Thoughts on: Loss and Recovery of Genetic Diversity in Adapting Populations of HIV

This guest post is an exchange between Richard Neher and the authors of the preprint “Loss and Recovery of Genetic Diversity in Adapting Populations of HIV” (Pleuni Pennings, Sergey Kryazhimskiy, and John Wakeley). Below is the comment from Richard Neher, and then appended is the response from the authors of the study.

In this paper, the authors use a data set from a study of the anti-HIV drug efavirenz. This drug has a fairly stereotypic resistance profile which in most cases involves a mutation at amino acid 103 of the reverse transcriptase of HIV (K103N). The authors examine sequences from patients after treatment failure (drug resistant virus) and observe that in a large fraction of the cases, the drug resistance mutation K103N is present on multiple genetic backgrounds or in both of the possible codons for asparagine. This suggests frequent soft sweeps, i.e., evolution of drug resistance is not limited by the waiting time for a point mutation.

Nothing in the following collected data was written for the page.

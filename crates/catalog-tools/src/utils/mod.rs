pub mod color;
pub mod file;
use std::path::Path;
use std::sync::Arc;
use std::time::Instant;

use roxmltree::{Document, Node};

use super::{Strategy, StrategyKind, check_filter, check_root, inner_text, read_source};
use crate::{CatalogError, CatalogSchema, Filter, Record, RecordBuilder, Result, ResultBuilder, ResultSet};

/// Loads every record up front; queries filter the list and project the
/// browsable fields.
#[derive(Debug)]
pub struct DeclarativeQuery {
    schema: Arc<CatalogSchema>,
    records: Option<Vec<Record>>,
}

impl DeclarativeQuery {
    pub fn new(schema: Arc<CatalogSchema>) -> Self {
        Self {
            schema,
            records: None,
        }
    }

    /// Records of the last successful load
    pub fn records(&self) -> Option<&[Record]> {
        self.records.as_deref()
    }
}

fn extract_record(schema: &CatalogSchema, node: Node, position: usize) -> Result<Record> {
    let mut builder = RecordBuilder::new(schema, position);
    for (field, spec) in schema.fields().iter().enumerate() {
        if let Some(child) = node
            .children()
            .find(|c| c.is_element() && c.tag_name().name() == spec.element)
        {
            builder.set(field, inner_text(child));
        }
    }
    builder.finish(schema)
}

impl Strategy for DeclarativeQuery {
    fn kind(&self) -> StrategyKind {
        StrategyKind::Declarative
    }

    fn load(&mut self, path: &Path) -> Result<()> {
        self.records = None;
        let started = Instant::now();

        let xml = read_source(path)?;
        let doc = Document::parse(&xml)?;
        let root = doc.root_element();
        check_root(&self.schema, root.tag_name().name())?;

        let records = root
            .children()
            .filter(|n| n.is_element() && n.tag_name().name() == self.schema.record())
            .enumerate()
            .map(|(i, node)| extract_record(&self.schema, node, i + 1))
            .collect::<Result<Vec<_>>>()?;

        log::debug!(
            "declarative: loaded {} records from {} in {:?}",
            records.len(),
            path.display(),
            started.elapsed()
        );
        self.records = Some(records);
        Ok(())
    }

    fn filter_by(&mut self, filter: &Filter) -> Result<ResultSet> {
        let records = self.records.as_ref().ok_or(CatalogError::NotLoaded)?;
        check_filter(&self.schema, filter)?;

        let matched = records
            .iter()
            .filter_map(|record| match filter.is_match(record) {
                Ok(true) => Some(Ok(record)),
                Ok(false) => None,
                Err(e) => Some(Err(e)),
            })
            .collect::<Result<Vec<_>>>()?;

        let mut result = ResultBuilder::new(&self.schema);
        for record in &matched {
            result.push_entry(record);
        }
        for field in self.schema.browsable() {
            for value in matched.iter().map(|r| r.value(field)) {
                result.observe(field, value);
            }
        }

        log::debug!("declarative: {} of {} records matched", matched.len(), records.len());
        Ok(result.finish())
    }
}

#[cfg(test)]
mod tests {
    use super::*;

    #[test]
    fn extract_uses_first_field_occurrence() {
        let schema = CatalogSchema::new(
            "catalog",
            "item",
            "Item",
            vec![crate::FieldSpec::text("name")],
        )
        .unwrap();
        let doc = Document::parse("<item><name>one</name><name>two</name></item>").unwrap();
        let record = extract_record(&schema, doc.root_element(), 1).unwrap();
        assert_eq!(record.value(0), "one");
    }

    #[test]
    fn extract_concatenates_nested_text() {
        let schema = CatalogSchema::new(
            "catalog",
            "item",
            "Item",
            vec![crate::FieldSpec::text("name")],
        )
        .unwrap();
        let doc =
            Document::parse("<item><name>a <b>bold</b> &amp; <![CDATA[<raw>]]></name></item>")
                .unwrap();
        let record = extract_record(&schema, doc.root_element(), 1).unwrap();
        assert_eq!(record.value(0), "a bold & <raw>");
    }
}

The observation of frequent soft sweeps allows to put a lower bound on the product of population size and mutation rate. Since the mutation rate is on the order of 1e-5, the lower bound for the population size is around N>1e5. The authors suggest that the fact that not all patients exhibit obvious soft-sweeps can be used to deduce an upper bound of N. However, one has to realize that the patient sample is heterogeneous, that additional drugs are used along with efavirenz, and that most likely additional mutations have swept through the population. Multiple soft-sweeps in rapid succession will look like hard sweeps. The lower bound makes a lot of sense and does away with a long held erroneous belief that the “effective” HIV population within an infected individual is small.

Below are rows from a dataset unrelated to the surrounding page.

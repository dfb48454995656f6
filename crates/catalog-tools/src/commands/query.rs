use std::io::{self, Write};
use std::path::Path;
use std::sync::Arc;

use anyhow::{Context, Result};
use catalog::{CatalogSchema, QuerySession, ResultSet, StrategyKind};
use colored::Colorize;

use crate::OutputFormat;

/// Shown in place of an empty listing
pub const NO_RECORDS: &str = "No records found";

pub fn execute(
    file: &Path,
    schema: Arc<CatalogSchema>,
    strategy: StrategyKind,
    criteria: &[(String, String)],
    format: OutputFormat,
    suggestions: bool,
) -> Result<()> {
    let mut session = QuerySession::open(strategy, schema, file)
        .with_context(|| format!("Failed to load catalog: {}", file.display()))?;

    for (key, value) in criteria {
        session
            .set_field(key, value)
            .with_context(|| format!("Invalid filter {}={}", key, value))?;
    }

    let result = session
        .search()
        .with_context(|| format!("Query over {} failed", file.display()))?;
    log::info!(
        "{} strategy matched {} records",
        session.kind(),
        result.matches
    );

    let mut writer = io::stdout().lock();
    match format {
        OutputFormat::Json => {
            writeln!(writer, "{}", serde_json::to_string_pretty(&result)?)?;
        }
        OutputFormat::Text => {
            write_listing(&result, session.schema(), suggestions, &mut writer)?;
        }
    }

    Ok(())
}

/// Text rendering: the listing (or the placeholder) followed by the
/// suggestion lists when requested
pub fn write_listing<W: Write>(
    result: &ResultSet,
    schema: &CatalogSchema,
    suggestions: bool,
    mut writer: W,
) -> Result<()> {
    if result.is_empty() {
        writeln!(writer, "{}", NO_RECORDS.yellow())?;
    } else {
        write!(writer, "{}", result.listing)?;
    }

    if suggestions {
        for distinct in &result.distinct {
            let label = schema
                .fields()
                .iter()
                .find(|f| f.name == distinct.field)
                .map_or(distinct.field.as_str(), |f| f.label.as_str());
            writeln!(writer, "{} ({})", label.bold(), distinct.values.len())?;
            for value in &distinct.values {
                writeln!(writer, "  {}", value)?;
            }
        }
    }

    Ok(())
}

#[cfg(test)]
mod tests {
    use super::*;
    use catalog::{DistinctField, ResultSet};

    fn render(result: &ResultSet, suggestions: bool) -> String {
        colored::control::set_override(false);
        let mut out = Vec::new();
        write_listing(result, &CatalogSchema::books(), suggestions, &mut out).unwrap();
        String::from_utf8(out).unwrap()
    }

    #[test]
    fn empty_result_prints_placeholder() {
        assert_eq!(render(&ResultSet::default(), false), "No records found\n");
    }

    #[test]
    fn listing_is_printed_verbatim() {
        let result = ResultSet {
            listing: "Book No.1\nAuthor: A\n\n".to_string(),
            matches: 1,
            distinct: vec![DistinctField {
                field: "author".to_string(),
                values: vec!["A".to_string()],
            }],
        };
        assert_eq!(render(&result, false), "Book No.1\nAuthor: A\n\n");
        assert_eq!(
            render(&result, true),
            "Book No.1\nAuthor: A\n\nAuthor (1)\n  A\n"
        );
    }
}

The debate about the size of the HIV population has some interesting history. In the mid 90ies, it was estimated that roughly 1e7 cells are infected by HIV within a chronically infected patient every day. Virologists studying HIV evolution concluded that every point mutations is explored many times every day (see Coffin, Science, 1995,, which was consistent with the frequent failure of mono-therapy, i.e., therapy with only one drug. Around the same time, it was observed that HIV sequences within a patient typically have a common ancestor about 3 years ago, which translates into roughly 500-1000 generations. Population geneticists then started to convince people that this rapid coalescence corresponds to an “effective” population size of the order of a 1000, and that this explains the observed stochasticity of HIV evolution. Not everybody was convinced and some went through great trouble to show that very rare alleles matter and that the population size is large, see for example In this paper, failure of efavirenz therapy is studied in monkeys. Despite the fact that the resistance mutations were at frequencies below 1e-5 before treatment, both codons for asparagine at position 103 are observed a few days after treatment. Via as similar argument as in the above paper, the authors conclude that the population size is large.

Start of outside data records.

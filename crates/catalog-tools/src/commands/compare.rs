use std::path::Path;
use std::sync::Arc;

use anyhow::{Result, bail};
use catalog::{CatalogSchema, Filter, ParseStrategy, ResultSet, Strategy, StrategyKind};
use colored::Colorize;
use comfy_table::presets::UTF8_FULL_CONDENSED;
use comfy_table::{Cell, Color, ContentArrangement, Table};

/// What one strategy produced for the shared filter
#[derive(Debug)]
pub struct Outcome {
    pub kind: StrategyKind,
    pub result: catalog::Result<ResultSet>,
}

pub fn execute(
    file: &Path,
    schema: Arc<CatalogSchema>,
    criteria: &[(String, String)],
) -> Result<()> {
    let mut filter = Filter::new(&schema);
    for (key, value) in criteria {
        filter.set_field(key, value)?;
    }

    let outcomes = run_all(file, &schema, &filter);
    if let Some(err) = all_failed(&outcomes) {
        bail!("No strategy could query {}: {}", file.display(), err);
    }

    let agree = agreement(&outcomes);
    print_table(&outcomes, agree);

    if !agree {
        bail!("Strategies disagree on {}", file.display());
    }
    println!("{}", "✓ All strategies agree".green());
    Ok(())
}

/// Load and query `file` once with every strategy
pub fn run_all(file: &Path, schema: &Arc<CatalogSchema>, filter: &Filter) -> Vec<Outcome> {
    StrategyKind::ALL
        .into_iter()
        .map(|kind| {
            let result = ParseStrategy::open(kind, schema.clone(), file)
                .and_then(|mut strategy| strategy.filter_by(filter));
            if let Err(e) = &result {
                log::warn!("{} strategy failed: {}", kind, e);
            }
            Outcome { kind, result }
        })
        .collect()
}

/// Every strategy succeeded with the same result
pub fn agreement(outcomes: &[Outcome]) -> bool {
    let mut results = outcomes.iter().map(|o| o.result.as_ref().ok());
    match results.next() {
        Some(Some(first)) => results.all(|r| r == Some(first)),
        _ => false,
    }
}

fn all_failed(outcomes: &[Outcome]) -> Option<&catalog::CatalogError> {
    let mut errors = outcomes.iter().map(|o| o.result.as_ref().err());
    let first = errors.next()??;
    errors.all(|e| e.is_some()).then_some(first)
}

fn print_table(outcomes: &[Outcome], agree: bool) {
    let mut table = Table::new();
    table.load_preset(UTF8_FULL_CONDENSED);
    table.set_content_arrangement(ContentArrangement::Dynamic);
    table.set_header(vec!["Strategy", "Matches", "Listing bytes", "Status"]);

    for outcome in outcomes {
        let row = match &outcome.result {
            Ok(result) => vec![
                Cell::new(outcome.kind).fg(Color::Cyan),
                Cell::new(result.matches),
                Cell::new(result.listing.len()),
                if agree {
                    Cell::new("ok").fg(Color::Green)
                } else {
                    Cell::new("differs").fg(Color::Yellow)
                },
            ],
            Err(e) => vec![
                Cell::new(outcome.kind).fg(Color::Cyan),
                Cell::new("-"),
                Cell::new("-"),
                Cell::new(e).fg(Color::Red),
            ],
        };
        table.add_row(row);
    }

    println!("{table}");
}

There is very little reason to believe that coalescence in HIV is driven by short term offspring number fluctuations (drift). Instead, the coalescence is most likely driven by selection in which case the time scale of coalescence depends weakly on the population size (see e.g.

The tendency of population geneticists to map everything to a neutral model has in this case of HIV produced much confusion. This confusion is easily avoided if people were willing to give up the concept of effective population size and simply call the time scale of coalescent what it is.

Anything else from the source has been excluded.